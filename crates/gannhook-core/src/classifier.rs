//! Keyword-based alert classification
//!
//! Maps the free-text `message` field of a webhook payload to an alert type
//! and priority using a fixed, ordered rule table. Rules are evaluated in
//! order and every match overwrites the result, so when a message contains
//! several keywords the last matching rule wins.

use crate::models::{AlertType, Priority};

/// One keyword rule: any listed keyword matches as a substring
struct Rule {
    keywords: &'static [&'static str],
    alert_type: AlertType,
    priority: Priority,
}

/// Ordered rule table. Order matters: later matches overwrite earlier ones.
const RULES: &[Rule] = &[
    Rule {
        keywords: &["section change"],
        alert_type: AlertType::SectionChange,
        priority: Priority::High,
    },
    Rule {
        keywords: &["volume climax"],
        alert_type: AlertType::VolumeClimax,
        priority: Priority::High,
    },
    Rule {
        keywords: &["50%", "fifty"],
        alert_type: AlertType::FiftyPercent,
        priority: Priority::Medium,
    },
];

/// Result of classifying a payload
#[derive(Debug, Clone, Copy, PartialEq, Eq)]
pub struct Classification {
    /// Detected alert type
    pub alert_type: AlertType,
    /// Priority set by the matching rule, if any
    pub priority: Option<Priority>,
}

impl Default for Classification {
    fn default() -> Self {
        Self {
            alert_type: AlertType::General,
            priority: None,
        }
    }
}

/// Classifies webhook payloads against the Gann keyword rules
#[derive(Debug, Clone, Copy, Default)]
pub struct Classifier;

impl Classifier {
    /// Create a new classifier
    pub fn new() -> Self {
        Self
    }

    /// Classify a payload by its `message` field.
    ///
    /// A payload without a string `message` field, or whose message matches
    /// no rule, classifies as `GENERAL` with no priority.
    pub fn classify(&self, payload: &serde_json::Value) -> Classification {
        let mut result = Classification::default();

        let Some(message) = payload.get("message").and_then(|m| m.as_str()) else {
            return result;
        };
        let message = message.to_lowercase();

        for rule in RULES {
            if rule.keywords.iter().any(|k| message.contains(k)) {
                result.alert_type = rule.alert_type;
                result.priority = Some(rule.priority);
            }
        }

        result
    }
}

What you are asked to do:
Look through the entries above and find each line where the word "Some" occurs; copy those lines.

Final answer:
        let Some(message) = payload.get("message").and_then(|m| m.as_str()) else {
                result.priority = Some(rule.priority);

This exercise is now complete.